Associate Conductor Geoffrey Robson, who also is director of the ASO Youth Orchestra Ensemble, helped shape the program. Nancy Rousseau, principal of Central High School, has worked closely with ASO to coordinate the event.

Britten’s Young Person’s Guide to the Orchestra is subtitled “Variations and a Fugue on a Theme of Purcell.” The work is based on a rondeau composed by the 17th-century English Baroque composer Henry Purcell. Britten illustrates the personalities of the various instruments of the orchestra by having the theme played first by the whole orchestra and then, in 13 variations, by different sections of instruments. At the end, it returns to Purcell’s original theme. Britten’s Young Person’s Guide is a teaching tool that ranks with Saint-Saens’s Carnival of the Animals and Sergei Prokofiev’s Peter and the Wolf.

Caroline Pugh’s father, John Redcliffe-Maud, was a civil servant, diplomat and master of University College, Oxford. Her mother, as Jean Hamilton, was a concert pianist. The couple became friends with Britten and his lifelong friend, the tenor Peter Pears, during World War II. In 1942, when they met, Britten was working on his groundbreaking opera Peter Grimes. He showed the Mauds the first two acts and they then talked far into the night. Their friendship grew from then on.
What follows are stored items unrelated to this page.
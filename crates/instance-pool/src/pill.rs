//! Poison pills: sentinels placed in a registry instead of real instances.
//!
//! A registry hands its pill to every borrower once no real instance is
//! available, so a borrower branches on [`Borrowed`] rather than blocking
//! on a registry that will never be replenished.

use std::fmt;
use std::sync::{Arc, Weak};

use crate::error::Error;
use crate::instance::Instance;
use crate::registry::Registry;

/// Signal carried by a registry in place of an instance.
pub enum PoisonPill<H> {
    /// Constructing one or more instances failed; the pool is unusable.
    Failure(Arc<Error>),
    /// The registry was swapped out; borrow again from the superseding one.
    Retry(Arc<Registry<H>>),
    /// The registry only exists to be drained once at shutdown.
    Shutdown(Weak<Registry<H>>),
}

impl<H> PoisonPill<H> {
    /// Build a failure pill from its cause.
    pub fn failure(cause: Error) -> Self {
        Self::Failure(Arc::new(cause))
    }

    /// The error a borrower should surface for this pill.
    ///
    /// A retry pill is not an error for ordinary borrowers; it only maps to
    /// one when a caller (such as a drain) cannot follow it.
    pub fn to_error(&self) -> Error {
        match self {
            Self::Failure(cause) => Error::PoolFailed {
                cause: Arc::clone(cause),
            },
            Self::Retry(_) => Error::internal("registry has already been superseded"),
            Self::Shutdown(_) => Error::ShuttingDown,
        }
    }

    /// Short name of the pill kind, for logs.
    pub fn kind(&self) -> &'static str {
        match self {
            Self::Failure(_) => "failure",
            Self::Retry(_) => "retry",
            Self::Shutdown(_) => "shutdown",
        }
    }
}

impl<H> Clone for PoisonPill<H> {
    fn clone(&self) -> Self {
        match self {
            Self::Failure(cause) => Self::Failure(Arc::clone(cause)),
            Self::Retry(registry) => Self::Retry(Arc::clone(registry)),
            Self::Shutdown(registry) => Self::Shutdown(Weak::clone(registry)),
        }
    }
}

impl<H> fmt::Debug for PoisonPill<H> {
    fn fmt(&self, f: &mut fmt::Formatter<'_>) -> fmt::Result {
        match self {
            Self::Failure(cause) => f.debug_tuple("Failure").field(cause).finish(),
            Self::Retry(registry) => f
                .debug_tuple("Retry")
                .field(&registry.capacity())
                .finish(),
            Self::Shutdown(_) => f.write_str("Shutdown"),
        }
    }
}

/// Outcome of a registry borrow.
pub enum Borrowed<H> {
    /// A real instance, now owned by the borrower.
    Instance(Instance<H>),
    /// The registry's pill; no real instance was available.
    Pill(PoisonPill<H>),
}

impl<H> Borrowed<H> {
    /// The instance, if this borrow yielded one.
    pub fn into_instance(self) -> Option<Instance<H>> {
        match self {
            Self::Instance(instance) => Some(instance),
            Self::Pill(_) => None,
        }
    }

    /// The pill, if this borrow yielded one.
    pub fn into_pill(self) -> Option<PoisonPill<H>> {
        match self {
            Self::Instance(_) => None,
            Self::Pill(pill) => Some(pill),
        }
    }
}

impl<H> fmt::Debug for Borrowed<H> {
    fn fmt(&self, f: &mut fmt::Formatter<'_>) -> fmt::Result {
        match self {
            Self::Instance(instance) => f.debug_tuple("Instance").field(instance).finish(),
            Self::Pill(pill) => f.debug_tuple("Pill").field(pill).finish(),
        }
    }
}
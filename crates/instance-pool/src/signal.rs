//! One-shot completion signal for the shutdown flush.

use tokio::sync::oneshot;

use crate::error::{Error, Result};

/// Sending half of a completion signal.
///
/// Delivers exactly once: either through [`complete`](Self::complete) or,
/// if the signal is dropped unsent (for example because the task holding it
/// panicked), as an error on drop.
#[derive(Debug)]
pub struct CompletionSignal {
    sender: Option<oneshot::Sender<Result<()>>>,
}

/// Receiving half of a completion signal.
#[derive(Debug)]
pub struct CompletionWaiter {
    receiver: oneshot::Receiver<Result<()>>,
}

/// Create a connected signal/waiter pair.
#[must_use]
pub fn completion_signal() -> (CompletionSignal, CompletionWaiter) {
    let (sender, receiver) = oneshot::channel();
    (
        CompletionSignal {
            sender: Some(sender),
        },
        CompletionWaiter { receiver },
    )
}

impl CompletionSignal {
    /// Deliver `outcome` to the waiter.
    pub fn complete(mut self, outcome: Result<()>) {
        if let Some(sender) = self.sender.take() {
            // The waiter may have given up; nothing to do then.
            let _ = sender.send(outcome);
        }
    }
}

impl Drop for CompletionSignal {
    fn drop(&mut self) {
        if let Some(sender) = self.sender.take() {
            let _ = sender.send(Err(Error::internal(
                "completion signal dropped before the operation finished",
            )));
        }
    }
}

impl CompletionWaiter {
    /// Wait for the outcome of the signalled operation.
    pub async fn wait(self) -> Result<()> {
        self.receiver
            .await
            .unwrap_or_else(|_| Err(Error::internal("completion signal lost")))
    }
}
Caroline Pugh says her brother, the late Sir Humphrey Maud, also a diplomat, was an accomplished cellist, who found in Britten a musical mentor: “He used to go to their home in the school holidays and Ben and Humphrey would play piano and cello sonatas together. Ben, who loved families - not having children of his own - adopted us as a proxy family. My parents were very touched by his inclusion of [my sister] Pamela’s name in the dedication, as he didn’t know her. She died the day before her fifth birthday, in 1941.”

Caroline Pugh turned from violin to an acting career, performing with the Royal Shakespeare Company and later with the Arkansas Repertory Theatre in Little Rock. In the early 1960s, she met her husband in Oxford.
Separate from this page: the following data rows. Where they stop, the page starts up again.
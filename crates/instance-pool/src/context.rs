//! Long-lived pool handle: configuration, current state and the two agents.

use std::sync::{Arc, Weak};
use std::time::Duration;

use arc_swap::ArcSwap;
use tokio::sync::broadcast;
use tracing::debug;

use crate::agent::Agent;
use crate::config::{PoolConfig, create_pool_state_from_config};
use crate::error::{Error, Result};
use crate::events::{EventBus, PoolEvent};
use crate::guard::InstanceGuard;
use crate::instance::{Instance, InstanceId};
use crate::lifecycle::Lifecycle;
use crate::pill::{Borrowed, PoisonPill};
use crate::state::PoolState;

pub(crate) struct ContextInner<L: Lifecycle> {
    config: PoolConfig,
    lifecycle: Arc<L>,
    state: ArcSwap<PoolState<L::Handle>>,
    pool_agent: Agent,
    flush_instance_agent: Agent,
    events: EventBus,
}

/// Handle to an interpreter pool.
///
/// Cheap to clone. All membership changes go through one of two agents:
/// the pool agent (priming, flush-and-repopulate, shutdown flush) and the
/// flush-instance agent (replacing a single instance). Keeping them apart
/// lets an instance replacement finish while a drain is waiting for that
/// very instance.
pub struct PoolContext<L: Lifecycle> {
    inner: Arc<ContextInner<L>>,
}

impl<L: Lifecycle> Clone for PoolContext<L> {
    fn clone(&self) -> Self {
        Self {
            inner: Arc::clone(&self.inner),
        }
    }
}

impl<L: Lifecycle> std::fmt::Debug for PoolContext<L> {
    fn fmt(&self, f: &mut std::fmt::Formatter<'_>) -> std::fmt::Result {
        f.debug_struct("PoolContext")
            .field("config", &self.inner.config)
            .field("state", &self.current_state())
            .field("events", &self.inner.events)
            .finish_non_exhaustive()
    }
}

impl<L: Lifecycle> PoolContext<L> {
    /// Create a pool context with an empty pool.
    ///
    /// Agent task failures are routed to [`Lifecycle::on_fatal`]. The pool
    /// holds no instances until [`submit_prime`](crate::submit_prime) runs.
    /// Fails with [`Error::Internal`] outside a tokio runtime.
    pub fn new(config: PoolConfig, lifecycle: L) -> Result<Self> {
        config.validate()?;
        let lifecycle = Arc::new(lifecycle);

        let pool_agent = {
            let lifecycle = Arc::clone(&lifecycle);
            Agent::new("pool", move |error| lifecycle.on_fatal(&error))?
        };
        let flush_instance_agent = {
            let lifecycle = Arc::clone(&lifecycle);
            Agent::new("flush-instance", move |error| lifecycle.on_fatal(&error))?
        };

        Ok(Self {
            inner: Arc::new(ContextInner {
                state: ArcSwap::from_pointee(create_pool_state_from_config(&config)),
                events: EventBus::new(config.event_buffer),
                config,
                lifecycle,
                pool_agent,
                flush_instance_agent,
            }),
        })
    }

    pub(crate) fn downgrade(&self) -> Weak<ContextInner<L>> {
        Arc::downgrade(&self.inner)
    }

    pub(crate) fn upgrade(inner: &Weak<ContextInner<L>>) -> Option<Self> {
        inner.upgrade().map(|inner| Self { inner })
    }

    /// The pool configuration.
    pub fn config(&self) -> &PoolConfig {
        &self.inner.config
    }

    /// The lifecycle hooks.
    pub fn lifecycle(&self) -> &L {
        &self.inner.lifecycle
    }

    /// Agent running whole-pool operations.
    pub fn pool_agent(&self) -> &Agent {
        &self.inner.pool_agent
    }

    /// Agent running single-instance replacements.
    pub fn flush_instance_agent(&self) -> &Agent {
        &self.inner.flush_instance_agent
    }

    /// Snapshot of the current pool state.
    pub fn current_state(&self) -> PoolState<L::Handle> {
        PoolState::clone(&self.inner.state.load())
    }

    /// Ids registered in the current pool.
    pub fn registered_ids(&self) -> Vec<InstanceId> {
        self.inner.state.load().registry.registered_ids()
    }

    /// Subscribe to pool lifecycle events.
    pub fn subscribe(&self) -> broadcast::Receiver<PoolEvent> {
        self.inner.events.subscribe()
    }

    pub(crate) fn emit(&self, event: impl FnOnce() -> PoolEvent) {
        self.inner.events.publish(event);
    }

    /// Make `next` current in a single store.
    pub(crate) fn swap_state(&self, next: PoolState<L::Handle>) {
        self.inner.state.store(Arc::new(next));
    }

    /// Borrow an instance using the configured borrow timeout.
    pub async fn borrow(&self) -> Result<Instance<L::Handle>> {
        self.borrow_with_timeout(self.inner.config.borrow_timeout)
            .await
    }

    /// Borrow an instance from whichever pool is current.
    ///
    /// A retry pill sends the borrower to the state that superseded the one
    /// it was waiting on. The timeout covers the whole call, retries
    /// included; `None` waits indefinitely.
    pub async fn borrow_with_timeout(
        &self,
        timeout: Option<Duration>,
    ) -> Result<Instance<L::Handle>> {
        let deadline = timeout.map(|timeout| tokio::time::Instant::now() + timeout);
        loop {
            let state = self.inner.state.load_full();
            let remaining =
                deadline.map(|deadline| deadline.saturating_duration_since(tokio::time::Instant::now()));

            let borrowed = state.registry.borrow(remaining).await.map_err(|error| {
                match (error, timeout) {
                    (Error::BorrowTimeout { .. }, Some(timeout)) => Error::BorrowTimeout {
                        timeout_ms: timeout.as_millis() as u64,
                    },
                    (error, _) => error,
                }
            })?;

            match borrowed {
                Borrowed::Instance(instance) => {
                    debug!(instance_id = %instance.id(), "borrowed instance");
                    self.emit(|| PoolEvent::InstanceBorrowed { id: instance.id() });
                    return Ok(instance);
                }
                Borrowed::Pill(PoisonPill::Retry(_)) => {
                    debug!("pool was replaced while waiting; retrying borrow");
                }
                Borrowed::Pill(pill) => return Err(pill.to_error()),
            }
        }
    }

    /// Borrow an instance wrapped in a guard that returns it on drop.
    pub async fn borrow_guard(
        &self,
        timeout: Option<Duration>,
    ) -> Result<InstanceGuard<L::Handle>> {
        let instance = self.borrow_with_timeout(timeout).await?;
        let ctx = self.clone();
        Ok(InstanceGuard::new(instance, move |instance| {
            let id = instance.id();
            if let Err(error) = ctx.return_to_pool(instance) {
                tracing::warn!(instance_id = %id, %error, "failed to return instance on drop");
            }
        }))
    }

    /// Give a borrowed instance back to the registry it came from.
    ///
    /// Once the instance has been borrowed `max_borrows_per_instance` times
    /// it is handed to its borrow-limit hook instead, which queues a
    /// replacement on the flush-instance agent.
    pub fn return_to_pool(&self, mut instance: Instance<L::Handle>) -> Result<()> {
        let borrow_count = instance.record_return();
        self.emit(|| PoolEvent::InstanceReturned {
            id: instance.id(),
            borrow_count,
        });

        let max_borrows = self.inner.config.max_borrows_per_instance;
        if max_borrows > 0 && borrow_count >= max_borrows {
            debug!(
                instance_id = %instance.id(),
                borrow_count,
                "instance reached borrow limit"
            );
            let hook = instance.borrow_limit_hook();
            return hook(instance);
        }

        let registry = instance.registry().ok_or_else(|| {
            Error::internal(format!(
                "registry of instance {} no longer exists",
                instance.id()
            ))
        })?;
        registry.release(instance, false)
    }
}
“You have to be careful when you accept invitations to lunch,” Joel Pugh says. He has roots in Portland, a little burg in Ashley County. The couple came to the state in 1977. After retirement, they lived in Florida and England and returned to Arkansas in 2009.

The Pughs see the Sunday concert as a means of initiating Mann’s vision of having children’s concerts as a regular feature of the orchestra’s season. It’s hard to imagine a better vehicle than the enduring present given to a child by a composer she described later as having had “a generous spirit and a compassionate heart.”

The story of the Arkansas link to Britten’s piece, Mann says, “is a reminder of how connected music can make our world.”

Arkansas Symphony Orchestra Family Concert

3 p.m. Sunday, Roosevelt Thompson Auditorium, Central High School, 1500 S. Park St., Little Rock

Admission: Free (reservations recommended)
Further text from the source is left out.